__Task to carry out__
All lines in the records below with the word "TestOracle" must be returned.

__Stored data__
________

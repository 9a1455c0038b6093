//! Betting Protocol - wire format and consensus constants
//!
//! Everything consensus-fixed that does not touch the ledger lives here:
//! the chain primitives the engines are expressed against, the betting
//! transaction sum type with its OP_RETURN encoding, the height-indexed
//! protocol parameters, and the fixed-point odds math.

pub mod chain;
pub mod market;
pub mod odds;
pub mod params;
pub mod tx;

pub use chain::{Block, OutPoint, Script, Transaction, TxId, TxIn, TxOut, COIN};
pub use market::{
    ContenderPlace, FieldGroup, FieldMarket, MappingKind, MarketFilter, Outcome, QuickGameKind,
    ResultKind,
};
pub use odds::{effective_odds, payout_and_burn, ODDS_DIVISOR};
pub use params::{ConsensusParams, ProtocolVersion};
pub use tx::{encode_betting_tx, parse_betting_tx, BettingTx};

________

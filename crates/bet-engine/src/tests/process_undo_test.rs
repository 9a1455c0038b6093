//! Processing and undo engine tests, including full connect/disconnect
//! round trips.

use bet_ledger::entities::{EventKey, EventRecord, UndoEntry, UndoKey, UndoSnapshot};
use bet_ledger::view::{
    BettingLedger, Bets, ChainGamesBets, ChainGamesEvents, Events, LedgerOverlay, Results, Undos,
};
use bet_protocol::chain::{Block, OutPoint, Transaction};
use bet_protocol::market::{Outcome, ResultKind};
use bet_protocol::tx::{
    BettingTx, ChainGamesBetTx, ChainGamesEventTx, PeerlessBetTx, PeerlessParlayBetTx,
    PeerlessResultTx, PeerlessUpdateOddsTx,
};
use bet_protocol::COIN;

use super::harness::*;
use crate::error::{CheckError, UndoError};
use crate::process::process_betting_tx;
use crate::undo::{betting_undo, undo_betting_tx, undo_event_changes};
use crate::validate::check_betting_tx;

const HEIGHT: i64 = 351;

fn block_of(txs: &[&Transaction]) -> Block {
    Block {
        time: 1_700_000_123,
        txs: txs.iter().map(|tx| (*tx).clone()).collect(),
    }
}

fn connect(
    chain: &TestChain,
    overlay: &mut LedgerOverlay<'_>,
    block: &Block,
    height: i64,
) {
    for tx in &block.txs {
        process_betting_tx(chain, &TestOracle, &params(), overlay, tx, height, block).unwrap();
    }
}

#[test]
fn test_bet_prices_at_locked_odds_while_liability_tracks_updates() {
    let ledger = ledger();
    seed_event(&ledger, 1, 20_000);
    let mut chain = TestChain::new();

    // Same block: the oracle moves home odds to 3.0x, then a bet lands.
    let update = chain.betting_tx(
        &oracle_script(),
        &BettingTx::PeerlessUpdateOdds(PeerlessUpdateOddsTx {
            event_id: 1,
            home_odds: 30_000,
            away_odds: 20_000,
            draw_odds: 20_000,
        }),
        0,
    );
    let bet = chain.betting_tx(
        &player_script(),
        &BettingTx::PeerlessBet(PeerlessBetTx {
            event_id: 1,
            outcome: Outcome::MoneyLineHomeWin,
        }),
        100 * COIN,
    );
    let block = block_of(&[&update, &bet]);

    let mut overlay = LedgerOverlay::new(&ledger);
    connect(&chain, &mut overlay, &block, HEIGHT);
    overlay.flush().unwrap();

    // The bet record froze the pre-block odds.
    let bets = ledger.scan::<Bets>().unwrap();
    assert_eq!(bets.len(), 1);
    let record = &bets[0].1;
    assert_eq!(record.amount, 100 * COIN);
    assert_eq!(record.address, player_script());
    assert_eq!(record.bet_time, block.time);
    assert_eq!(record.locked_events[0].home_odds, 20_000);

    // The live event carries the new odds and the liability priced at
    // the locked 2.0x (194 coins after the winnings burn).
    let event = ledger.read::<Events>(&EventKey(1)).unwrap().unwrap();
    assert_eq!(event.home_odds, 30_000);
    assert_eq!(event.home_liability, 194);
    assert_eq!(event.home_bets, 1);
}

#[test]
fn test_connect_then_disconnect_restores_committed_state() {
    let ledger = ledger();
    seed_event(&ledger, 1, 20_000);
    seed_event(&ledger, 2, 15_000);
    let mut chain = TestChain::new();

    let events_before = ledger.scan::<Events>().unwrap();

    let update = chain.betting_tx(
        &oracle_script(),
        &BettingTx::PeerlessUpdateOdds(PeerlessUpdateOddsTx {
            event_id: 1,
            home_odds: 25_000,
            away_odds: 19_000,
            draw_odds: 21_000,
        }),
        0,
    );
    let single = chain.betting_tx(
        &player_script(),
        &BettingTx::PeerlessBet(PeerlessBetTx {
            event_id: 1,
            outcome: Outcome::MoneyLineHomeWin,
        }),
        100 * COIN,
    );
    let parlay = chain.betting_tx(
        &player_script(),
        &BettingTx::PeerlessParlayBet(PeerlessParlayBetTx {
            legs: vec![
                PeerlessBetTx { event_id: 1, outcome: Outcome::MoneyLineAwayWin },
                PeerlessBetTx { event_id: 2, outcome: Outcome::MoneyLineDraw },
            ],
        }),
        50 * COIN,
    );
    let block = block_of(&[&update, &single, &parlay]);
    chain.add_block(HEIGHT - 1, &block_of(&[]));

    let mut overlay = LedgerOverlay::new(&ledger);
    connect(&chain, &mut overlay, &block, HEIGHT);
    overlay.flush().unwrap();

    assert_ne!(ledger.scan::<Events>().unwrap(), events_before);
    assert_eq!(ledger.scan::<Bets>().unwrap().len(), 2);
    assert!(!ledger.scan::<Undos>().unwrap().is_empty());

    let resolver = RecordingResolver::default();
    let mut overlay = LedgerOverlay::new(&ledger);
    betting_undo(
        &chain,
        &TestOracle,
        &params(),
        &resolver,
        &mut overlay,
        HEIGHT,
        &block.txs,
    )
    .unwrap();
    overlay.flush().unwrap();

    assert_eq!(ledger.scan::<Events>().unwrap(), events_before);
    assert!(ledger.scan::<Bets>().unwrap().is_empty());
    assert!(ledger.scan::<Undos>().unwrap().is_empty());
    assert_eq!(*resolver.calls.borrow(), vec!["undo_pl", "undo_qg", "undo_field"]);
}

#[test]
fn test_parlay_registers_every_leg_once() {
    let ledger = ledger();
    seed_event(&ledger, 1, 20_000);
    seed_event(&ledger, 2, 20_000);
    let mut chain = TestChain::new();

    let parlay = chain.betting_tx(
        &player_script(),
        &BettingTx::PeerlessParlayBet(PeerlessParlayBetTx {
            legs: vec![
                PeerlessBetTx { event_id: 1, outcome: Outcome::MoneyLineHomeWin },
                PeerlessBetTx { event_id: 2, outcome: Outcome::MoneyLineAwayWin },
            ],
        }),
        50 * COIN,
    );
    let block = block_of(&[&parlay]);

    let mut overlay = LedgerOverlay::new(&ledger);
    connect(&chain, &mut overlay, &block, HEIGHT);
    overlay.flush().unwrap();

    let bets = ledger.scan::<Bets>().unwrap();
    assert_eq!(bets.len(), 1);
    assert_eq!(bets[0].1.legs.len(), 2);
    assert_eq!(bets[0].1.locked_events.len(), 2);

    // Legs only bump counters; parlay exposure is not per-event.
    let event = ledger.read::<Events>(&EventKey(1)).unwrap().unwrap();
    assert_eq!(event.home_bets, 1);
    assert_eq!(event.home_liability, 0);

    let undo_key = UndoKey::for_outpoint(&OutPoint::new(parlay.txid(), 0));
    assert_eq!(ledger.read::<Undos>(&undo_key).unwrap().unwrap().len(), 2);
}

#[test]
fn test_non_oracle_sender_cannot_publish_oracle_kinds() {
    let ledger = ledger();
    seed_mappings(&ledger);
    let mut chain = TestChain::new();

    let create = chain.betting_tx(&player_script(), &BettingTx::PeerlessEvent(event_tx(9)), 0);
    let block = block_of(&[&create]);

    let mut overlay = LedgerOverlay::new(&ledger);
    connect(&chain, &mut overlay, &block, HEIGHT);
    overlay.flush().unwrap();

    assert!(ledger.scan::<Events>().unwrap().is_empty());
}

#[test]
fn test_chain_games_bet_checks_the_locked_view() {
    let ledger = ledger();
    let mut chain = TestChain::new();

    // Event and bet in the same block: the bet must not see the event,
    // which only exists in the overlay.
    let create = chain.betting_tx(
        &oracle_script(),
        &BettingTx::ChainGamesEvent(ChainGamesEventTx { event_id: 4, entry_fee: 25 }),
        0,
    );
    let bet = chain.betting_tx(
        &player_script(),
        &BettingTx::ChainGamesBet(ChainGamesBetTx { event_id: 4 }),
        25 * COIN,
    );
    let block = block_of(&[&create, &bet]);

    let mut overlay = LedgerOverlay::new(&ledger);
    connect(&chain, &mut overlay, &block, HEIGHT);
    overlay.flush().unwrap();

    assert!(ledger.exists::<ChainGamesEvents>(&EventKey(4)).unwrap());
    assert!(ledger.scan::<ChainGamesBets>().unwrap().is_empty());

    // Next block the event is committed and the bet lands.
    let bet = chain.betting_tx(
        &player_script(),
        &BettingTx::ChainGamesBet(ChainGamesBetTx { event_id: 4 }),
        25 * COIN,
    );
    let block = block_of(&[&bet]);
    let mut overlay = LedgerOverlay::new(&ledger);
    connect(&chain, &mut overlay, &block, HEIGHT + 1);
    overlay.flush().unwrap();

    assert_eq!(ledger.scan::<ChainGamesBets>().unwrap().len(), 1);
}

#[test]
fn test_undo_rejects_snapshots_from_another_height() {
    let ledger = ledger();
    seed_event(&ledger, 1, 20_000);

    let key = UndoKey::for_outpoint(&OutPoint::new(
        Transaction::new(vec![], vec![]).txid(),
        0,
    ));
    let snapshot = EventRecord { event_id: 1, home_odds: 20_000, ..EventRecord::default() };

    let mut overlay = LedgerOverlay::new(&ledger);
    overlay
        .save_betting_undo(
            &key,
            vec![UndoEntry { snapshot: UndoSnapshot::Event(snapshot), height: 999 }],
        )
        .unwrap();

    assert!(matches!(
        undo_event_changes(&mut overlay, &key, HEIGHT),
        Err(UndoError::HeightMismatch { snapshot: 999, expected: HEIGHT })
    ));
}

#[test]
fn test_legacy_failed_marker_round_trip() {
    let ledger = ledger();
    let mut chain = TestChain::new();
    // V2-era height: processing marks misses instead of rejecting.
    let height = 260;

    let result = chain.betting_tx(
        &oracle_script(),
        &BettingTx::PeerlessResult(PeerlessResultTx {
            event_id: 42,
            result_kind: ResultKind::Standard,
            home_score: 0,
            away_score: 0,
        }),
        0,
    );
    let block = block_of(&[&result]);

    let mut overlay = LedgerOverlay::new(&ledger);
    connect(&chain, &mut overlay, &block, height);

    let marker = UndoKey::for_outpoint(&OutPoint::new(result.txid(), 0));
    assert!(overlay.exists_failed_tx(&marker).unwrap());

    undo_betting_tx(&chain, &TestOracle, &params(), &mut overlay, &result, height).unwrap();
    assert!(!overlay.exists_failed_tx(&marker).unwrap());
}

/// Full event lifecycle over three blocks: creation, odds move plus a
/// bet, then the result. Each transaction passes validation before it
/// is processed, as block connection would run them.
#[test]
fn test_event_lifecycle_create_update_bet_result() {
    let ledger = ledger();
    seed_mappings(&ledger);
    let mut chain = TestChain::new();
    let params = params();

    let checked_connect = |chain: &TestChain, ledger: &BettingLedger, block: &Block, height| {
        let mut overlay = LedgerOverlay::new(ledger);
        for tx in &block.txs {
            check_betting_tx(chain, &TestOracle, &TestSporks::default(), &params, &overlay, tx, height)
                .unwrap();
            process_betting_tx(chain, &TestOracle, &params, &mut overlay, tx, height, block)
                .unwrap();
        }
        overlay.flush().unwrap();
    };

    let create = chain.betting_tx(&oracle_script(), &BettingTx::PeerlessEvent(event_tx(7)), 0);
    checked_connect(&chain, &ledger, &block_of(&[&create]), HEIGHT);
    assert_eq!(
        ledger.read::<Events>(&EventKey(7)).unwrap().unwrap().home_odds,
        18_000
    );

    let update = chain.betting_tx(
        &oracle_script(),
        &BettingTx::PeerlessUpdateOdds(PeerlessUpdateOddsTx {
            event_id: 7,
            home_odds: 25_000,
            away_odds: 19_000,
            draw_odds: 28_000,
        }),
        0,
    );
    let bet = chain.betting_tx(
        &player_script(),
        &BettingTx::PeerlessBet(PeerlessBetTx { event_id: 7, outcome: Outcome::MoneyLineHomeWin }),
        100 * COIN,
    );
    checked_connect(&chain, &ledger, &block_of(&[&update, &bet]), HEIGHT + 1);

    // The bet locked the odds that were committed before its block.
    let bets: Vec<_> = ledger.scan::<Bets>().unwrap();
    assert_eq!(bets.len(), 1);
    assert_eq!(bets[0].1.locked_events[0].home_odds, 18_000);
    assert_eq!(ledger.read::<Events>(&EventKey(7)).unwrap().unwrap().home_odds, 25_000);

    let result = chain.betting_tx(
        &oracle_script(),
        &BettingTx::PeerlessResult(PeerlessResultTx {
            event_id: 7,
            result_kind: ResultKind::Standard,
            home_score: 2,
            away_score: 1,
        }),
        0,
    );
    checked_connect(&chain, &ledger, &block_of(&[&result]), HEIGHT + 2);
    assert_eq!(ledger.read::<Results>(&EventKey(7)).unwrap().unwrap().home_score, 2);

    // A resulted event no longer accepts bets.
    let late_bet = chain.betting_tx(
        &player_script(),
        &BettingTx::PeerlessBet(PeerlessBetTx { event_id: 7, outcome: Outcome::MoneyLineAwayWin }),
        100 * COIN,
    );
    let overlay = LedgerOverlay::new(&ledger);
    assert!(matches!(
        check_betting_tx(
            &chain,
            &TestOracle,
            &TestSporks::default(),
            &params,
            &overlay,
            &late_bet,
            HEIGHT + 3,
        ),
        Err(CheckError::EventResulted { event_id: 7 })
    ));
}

________

__The answer__
        process_betting_tx(chain, &TestOracle, &params(), overlay, tx, height, block).unwrap();
        &TestOracle,
    undo_betting_tx(&chain, &TestOracle, &params(), &mut overlay, &result, height).unwrap();
            check_betting_tx(chain, &TestOracle, &TestSporks::default(), &params, &overlay, tx, height)
            process_betting_tx(chain, &TestOracle, &params, &mut overlay, tx, height, block)
            &TestOracle,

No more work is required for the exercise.